Structural Equation Modeling (SEM) or Path Analysis

Introduction

Path Analysis is a causal modeling approach to exploring the correlations within a defined network. The method is also known as Structural Equation Modeling (SEM), Covariance Structural Equation Modeling (CSEM), Analysis of Covariance Structures, or Covariance Structure Analysis. In FMRI data analysis it has been applied to visual system, language production, motor attention, memory system, etc.. Historically it is an approach more often used as confirmatory (hypothesis testing) than exploratory (descriptive or model searching), more model-driven than data-driven, and more "causal" than correlative.

The hypothetical model in path analysis usually involves two kinds of variables: observable/manifest (endogenous or dependent) variable and latent (exogenous or non-observable) variables. Observable variables serve as indicators of the underlying construct represented by the observable variables, and latent variables are usually theoretical constructs that cannot be observed directly. In FMRI the observable variables are BOLD time series at those regions of interest, while it usually does not involve any latent variables.

There are two goals of path analysis: (1) understanding patterns of correlations among the regions; (2) explaining as much of the regional variation as possible with the model specified. Different from statistical testing in other techniques, such as multiple regression and ANOVA, the focus in path analysis is usually on a decision about the whole model: reject, modify, or accept it?

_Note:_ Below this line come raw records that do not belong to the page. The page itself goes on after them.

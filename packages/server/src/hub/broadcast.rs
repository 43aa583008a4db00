//! Broadcast hub.
//!
//! A single task owns the membership set and handles `register`,
//! `unregister` and `publish` one at a time, each arriving on its own
//! channel. [`Hub`] is the cloneable handle used to feed that task.
//!
//! Fan-out is a non-blocking enqueue per member. A member whose outbound
//! queue is full is dropped from the set on the spot, which closes its queue
//! and lets its writer loop exit; one slow client never holds up the others.
//! Fan-out cost is linear in the number of live sessions.

use std::{collections::HashMap, sync::Arc};

use tokio::sync::{mpsc, oneshot};

use super::session::{
    Outbound, OutboundReceiver, OutboundSender, SessionId, SessionIdGenerator,
};
use crate::domain::ChatMessage;

/// Capacity of the publish channel feeding the hub loop.
const PUBLISH_QUEUE_CAPACITY: usize = 1024;

/// Error returned when the hub loop is no longer running.
#[derive(Debug, thiserror::Error, Clone, PartialEq, Eq)]
#[error("hub is not running")]
pub struct HubClosed;

/// Handle to a running hub.
///
/// Cheap to clone. The hub loop stops once every handle is dropped.
#[derive(Clone)]
pub struct Hub {
    register_tx: mpsc::UnboundedSender<(SessionId, OutboundSender)>,
    unregister_tx: mpsc::UnboundedSender<SessionId>,
    publish_tx: mpsc::Sender<Outbound>,
    members_tx: mpsc::UnboundedSender<oneshot::Sender<Vec<SessionId>>>,
    ids: Arc<SessionIdGenerator>,
    outbound_capacity: usize,
}

impl Hub {
    /// Start a hub loop on the current tokio runtime.
    ///
    /// # Arguments
    ///
    /// * `outbound_capacity` - Capacity of each session's outbound queue
    ///
    /// # Panics
    ///
    /// Panics if called outside a tokio runtime.
    pub fn spawn(outbound_capacity: usize) -> Self {
        let (register_tx, register_rx) = mpsc::unbounded_channel();
        let (unregister_tx, unregister_rx) = mpsc::unbounded_channel();
        let (publish_tx, publish_rx) = mpsc::channel(PUBLISH_QUEUE_CAPACITY);
        let (members_tx, members_rx) = mpsc::unbounded_channel();

        let inputs = HubInputs {
            register_rx,
            unregister_rx,
            publish_rx,
            members_rx,
        };
        tokio::spawn(inputs.run());

        Self {
            register_tx,
            unregister_tx,
            publish_tx,
            members_tx,
            ids: Arc::new(SessionIdGenerator::default()),
            outbound_capacity,
        }
    }

    /// Allocate a session, create its outbound queue and register it.
    ///
    /// The hub keeps the only sender; the returned receiver ends when the
    /// session is unregistered or evicted.
    pub fn open_session(&self) -> Result<(SessionId, OutboundReceiver), HubClosed> {
        let id = self.ids.next();
        let (tx, rx) = mpsc::channel(self.outbound_capacity);
        self.register(id, tx)?;
        Ok((id, rx))
    }

    /// Add a session to the membership set.
    pub fn register(&self, id: SessionId, outbound: OutboundSender) -> Result<(), HubClosed> {
        self.register_tx.send((id, outbound)).map_err(|_| HubClosed)
    }

    /// Remove a session and close its outbound queue. No-op for unknown ids.
    pub fn unregister(&self, id: SessionId) {
        // Fails only when the loop is gone, in which case nothing is registered.
        let _ = self.unregister_tx.send(id);
    }

    /// Hand a persisted message to the hub for fan-out to every member.
    pub async fn publish(&self, message: ChatMessage) -> Result<(), HubClosed> {
        self.publish_tx
            .send(Arc::new(message))
            .await
            .map_err(|_| HubClosed)
    }

    /// Current members, after every input issued before this call.
    pub async fn members(&self) -> Result<Vec<SessionId>, HubClosed> {
        let (reply_tx, reply_rx) = oneshot::channel();
        self.members_tx.send(reply_tx).map_err(|_| HubClosed)?;
        let mut members = reply_rx.await.map_err(|_| HubClosed)?;
        members.sort();
        Ok(members)
    }
}

/// Receiving ends owned by the hub loop.
struct HubInputs {
    register_rx: mpsc::UnboundedReceiver<(SessionId, OutboundSender)>,
    unregister_rx: mpsc::UnboundedReceiver<SessionId>,
    publish_rx: mpsc::Receiver<Outbound>,
    members_rx: mpsc::UnboundedReceiver<oneshot::Sender<Vec<SessionId>>>,
}

impl HubInputs {
    async fn run(mut self) {
        let mut membership = Membership::default();
        tracing::debug!("hub loop started");

        loop {
            // Priority order: a later stage observes everything queued on the
            // earlier ones.
            tokio::select! {
                biased;
                Some((id, outbound)) = self.register_rx.recv() => {
                    membership.register(id, outbound);
                    tracing::debug!(%id, members = membership.len(), "session registered");
                }
                Some(id) = self.unregister_rx.recv() => {
                    if membership.unregister(id) {
                        tracing::debug!(%id, members = membership.len(), "session unregistered");
                    }
                }
                Some(message) = self.publish_rx.recv() => {
                    let report = membership.fan_out(&message);
                    for id in &report.evicted {
                        tracing::info!(%id, message_id = %message.id, "outbound queue full, session evicted");
                    }
                    tracing::debug!(
                        message_id = %message.id,
                        delivered = report.delivered,
                        evicted = report.evicted.len(),
                        "message broadcast"
                    );
                }
                Some(reply) = self.members_rx.recv() => {
                    let _ = reply.send(membership.ids());
                }
                else => break,
            }
        }

        tracing::debug!("hub loop stopped");
    }
}

/// Outcome of one fan-out.
#[derive(Debug, Default, PartialEq, Eq)]
pub(crate) struct FanOutReport {
    pub delivered: usize,
    pub evicted: Vec<SessionId>,
}

/// Membership set. Touched only from the hub loop.
#[derive(Default)]
pub(crate) struct Membership {
    sessions: HashMap<SessionId, OutboundSender>,
}

impl Membership {
    pub(crate) fn register(&mut self, id: SessionId, outbound: OutboundSender) {
        self.sessions.insert(id, outbound);
    }

    /// Returns whether the session was a member.
    pub(crate) fn unregister(&mut self, id: SessionId) -> bool {
        // Dropping the sender closes the queue once it is drained.
        self.sessions.remove(&id).is_some()
    }

    pub(crate) fn fan_out(&mut self, message: &Outbound) -> FanOutReport {
        let mut report = FanOutReport::default();
        self.sessions
            .retain(|id, outbound| match outbound.try_send(Arc::clone(message)) {
                Ok(()) => {
                    report.delivered += 1;
                    true
                }
                Err(mpsc::error::TrySendError::Full(_)) => {
                    report.evicted.push(*id);
                    false
                }
                // Writer already gone; the pending unregister becomes a no-op.
                Err(mpsc::error::TrySendError::Closed(_)) => false,
            });
        report.evicted.sort();
        report
    }

    pub(crate) fn ids(&self) -> Vec<SessionId> {
        self.sessions.keys().copied().collect()
    }

    pub(crate) fn len(&self) -> usize {
        self.sessions.len()
    }
}

#[cfg(test)]
mod tests {
    use super::*;
    use crate::domain::{Author, MessageId, MessageText, NewChatMessage, UserId, Username};
    use chrono::Utc;
    use std::{collections::HashSet, time::Duration};

    fn create_test_message(id: i64, text: &str) -> ChatMessage {
        let author = Author::new(UserId::new(1), Username::new("alice".to_string()).unwrap());
        let text = MessageText::new(text.to_string()).unwrap();
        ChatMessage::persisted(
            NewChatMessage::new(author, text),
            MessageId::new(id),
            Utc::now(),
        )
    }

    #[test]
    fn test_membership_applies_operations_in_order() {
        // テスト項目: register / unregister を順に適用した結果がメンバー集合と一致する
        // given (前提条件):
        let mut membership = Membership::default();
        let mut expected = HashSet::new();
        let mut receivers = Vec::new();
        let ops: [(bool, u64); 9] = [
            (true, 1),
            (true, 2),
            (true, 3),
            (false, 2),
            (false, 2),
            (true, 4),
            (false, 1),
            (false, 9),
            (true, 5),
        ];

        // when (操作):
        for (is_register, raw) in ops {
            let id = SessionId::new(raw);
            if is_register {
                let (tx, rx) = mpsc::channel(4);
                receivers.push(rx);
                membership.register(id, tx);
                expected.insert(id);
            } else {
                membership.unregister(id);
                expected.remove(&id);
            }
        }

        // then (期待する結果):
        let actual: HashSet<_> = membership.ids().into_iter().collect();
        assert_eq!(actual, expected);
        assert_eq!(membership.len(), 3);
    }

    #[test]
    fn test_unregister_closes_outbound_queue() {
        // テスト項目: unregister すると送信キューが閉じられる
        // given (前提条件):
        let mut membership = Membership::default();
        let id = SessionId::new(1);
        let (tx, mut rx) = mpsc::channel(4);
        membership.register(id, tx);

        // when (操作):
        let removed = membership.unregister(id);

        // then (期待する結果):
        assert!(removed);
        assert!(rx.try_recv().is_err());
        assert!(rx.is_closed());
    }

    #[test]
    fn test_unregister_twice_is_noop() {
        // テスト項目: 二重の unregister は 1 回目と同じ結果になる
        // given (前提条件):
        let mut membership = Membership::default();
        let (tx, _rx) = mpsc::channel(4);
        membership.register(SessionId::new(1), tx);

        // when (操作):
        let first = membership.unregister(SessionId::new(1));
        let second = membership.unregister(SessionId::new(1));

        // then (期待する結果):
        assert!(first);
        assert!(!second);
        assert_eq!(membership.len(), 0);
    }

    #[test]
    fn test_fan_out_evicts_full_queue_only() {
        // テスト項目: キューが満杯のセッションだけが排除され、他には配信される
        // given (前提条件): slow は容量 1 で読み出さない
        let mut membership = Membership::default();
        let (slow_tx, mut slow_rx) = mpsc::channel(1);
        let (fast_tx, mut fast_rx) = mpsc::channel(8);
        membership.register(SessionId::new(1), slow_tx);
        membership.register(SessionId::new(2), fast_tx);

        // when (操作):
        let first = membership.fan_out(&Arc::new(create_test_message(1, "one")));
        let second = membership.fan_out(&Arc::new(create_test_message(2, "two")));

        // then (期待する結果):
        assert_eq!(first.delivered, 2);
        assert!(first.evicted.is_empty());
        assert_eq!(second.delivered, 1);
        assert_eq!(second.evicted, vec![SessionId::new(1)]);
        assert_eq!(membership.ids(), vec![SessionId::new(2)]);

        assert_eq!(fast_rx.try_recv().unwrap().text.as_str(), "one");
        assert_eq!(fast_rx.try_recv().unwrap().text.as_str(), "two");

        // slow keeps what was queued, then sees its queue closed
        assert_eq!(slow_rx.try_recv().unwrap().text.as_str(), "one");
        assert!(slow_rx.try_recv().is_err());
        assert!(slow_rx.is_closed());
    }

    #[test]
    fn test_fan_out_drops_closed_receivers_silently() {
        // テスト項目: 受信側が閉じたセッションは排除扱いにせず除去される
        // given (前提条件):
        let mut membership = Membership::default();
        let (tx, rx) = mpsc::channel(4);
        membership.register(SessionId::new(1), tx);
        drop(rx);

        // when (操作):
        let report = membership.fan_out(&Arc::new(create_test_message(1, "hi")));

        // then (期待する結果):
        assert_eq!(report, FanOutReport::default());
        assert_eq!(membership.len(), 0);
    }

    #[tokio::test]
    async fn test_hub_members_reflect_inputs_in_order() {
        // テスト項目: Hub に発行した入力がすべて処理された後のメンバー集合を取得できる
        // given (前提条件):
        let hub = Hub::spawn(8);
        let (a, _rx_a) = hub.open_session().unwrap();
        let (b, _rx_b) = hub.open_session().unwrap();
        let (c, _rx_c) = hub.open_session().unwrap();

        // when (操作):
        hub.unregister(b);
        hub.unregister(b);
        let members = hub.members().await.unwrap();

        // then (期待する結果):
        assert_eq!(members, vec![a, c]);
    }

    #[tokio::test]
    async fn test_hub_publish_reaches_every_member_in_order() {
        // テスト項目: publish したメッセージが発行順に全メンバーへ届く
        // given (前提条件):
        let hub = Hub::spawn(8);
        let (_a, mut rx_a) = hub.open_session().unwrap();
        let (_b, mut rx_b) = hub.open_session().unwrap();

        // when (操作):
        hub.publish(create_test_message(1, "first")).await.unwrap();
        hub.publish(create_test_message(2, "second")).await.unwrap();

        // then (期待する結果):
        for rx in [&mut rx_a, &mut rx_b] {
            assert_eq!(rx.recv().await.unwrap().id, MessageId::new(1));
            assert_eq!(rx.recv().await.unwrap().id, MessageId::new(2));
        }
    }

    #[tokio::test]
    async fn test_hub_evicts_saturated_session_without_delaying_others() {
        // テスト項目: 読み出さないセッションは次の publish で排除され、他への配信は遅延しない
        // given (前提条件): 容量 2 で slow は読み出さない
        let hub = Hub::spawn(2);
        let (slow, mut slow_rx) = hub.open_session().unwrap();
        let (fast, mut fast_rx) = hub.open_session().unwrap();

        // when (操作):
        for id in 1..=3 {
            hub.publish(create_test_message(id, "msg")).await.unwrap();
            let received = tokio::time::timeout(Duration::from_secs(1), fast_rx.recv())
                .await
                .expect("fast session must not be delayed")
                .unwrap();
            assert_eq!(received.id, MessageId::new(id));
        }

        // then (期待する結果):
        let members = hub.members().await.unwrap();
        assert_eq!(members, vec![fast]);
        assert!(!members.contains(&slow));

        // queued messages drain, then the queue reports closed
        assert_eq!(slow_rx.recv().await.unwrap().id, MessageId::new(1));
        assert_eq!(slow_rx.recv().await.unwrap().id, MessageId::new(2));
        assert!(slow_rx.recv().await.is_none());
    }

    #[tokio::test]
    async fn test_unregister_ends_writer_queue() {
        // テスト項目: unregister 後、送信キューは残りを返してから None を返す
        // given (前提条件):
        let hub = Hub::spawn(8);
        let (id, mut rx) = hub.open_session().unwrap();
        hub.publish(create_test_message(1, "last")).await.unwrap();

        // when (操作):
        hub.unregister(id);

        // then (期待する結果):
        assert_eq!(rx.recv().await.unwrap().id, MessageId::new(1));
        assert!(rx.recv().await.is_none());
    }

    #[tokio::test]
    async fn test_session_ids_are_unique() {
        // テスト項目: open_session は毎回異なる ID を払い出す
        // given (前提条件):
        let hub = Hub::spawn(1);

        // when (操作):
        let (a, _rx_a) = hub.open_session().unwrap();
        let (b, _rx_b) = hub.open_session().unwrap();

        // then (期待する結果):
        assert_ne!(a, b);
    }
}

A few noteworthy points regarding path analysis:

* Interpretation of path coefficients: First of all, they are not correlation coefficients. Suppose we have a network with a path connecting from region A to region B. The meaning of the path coefficient theta (e.g., 0.81) is this: if region A increases by one standard deviation from its mean, region B would be expected to increase by 0.81 its own standard deviations from its own mean while holding all other relevant regional connections constant. With a path coefficient of -0.16, when region A increases by one standard deviation from its mean, region B would be expected to decrease by 0.16 its own standard deviations from its own mean while holding all other relevant regional connections constant.

*  Requirement for large sample size? < 100: small; 100-200: medium.

* An alternative model might account for the proposed model equally well if not better. 

* Keep in mind there is a difference between a statistical model of reality and reality itself (Kline, 2005).

* Statistical causal modeling (including SEM) does not prove causation.

* Specification error of omitting ROIs from a path analysis is that estimates of causal effects of ROIs included in the model may be inaccurate if some ROIs are omitted that co-vary with those in the model, and the error could be either underestimation (more likely) or overestimation.

* One assumption of path analysis, measurement error for exogenous variables, is hardly true in FMRI.

* Uncertain about the directionality of an effect? (1) Try alternative models with different directonalities: (2) Include reciprocal effects. The first is preferred. However, it is possible some models equally fit the data, thus no statistical basis for model selection among alternatives. Inclusion of reciprocal effect makes the analysis non-recursive (thus more difficult to analyze). (3) Include all possible paths? Limit on degrees of freedom, which has to be positive so that the model would be identifiable.

1dSEM in the most recent AFNI package is specifically written for path analysis in the context of FMRI field based on Bullmore et al. [1] and Stein and Meyer-Lindenberg [2]. A big difference here from the conventional path analysis is that the residual error variances are estimated prior to the analysis instead of being treated as unknown parameters. The main reason is that the sample size is relatively small in FMRI data.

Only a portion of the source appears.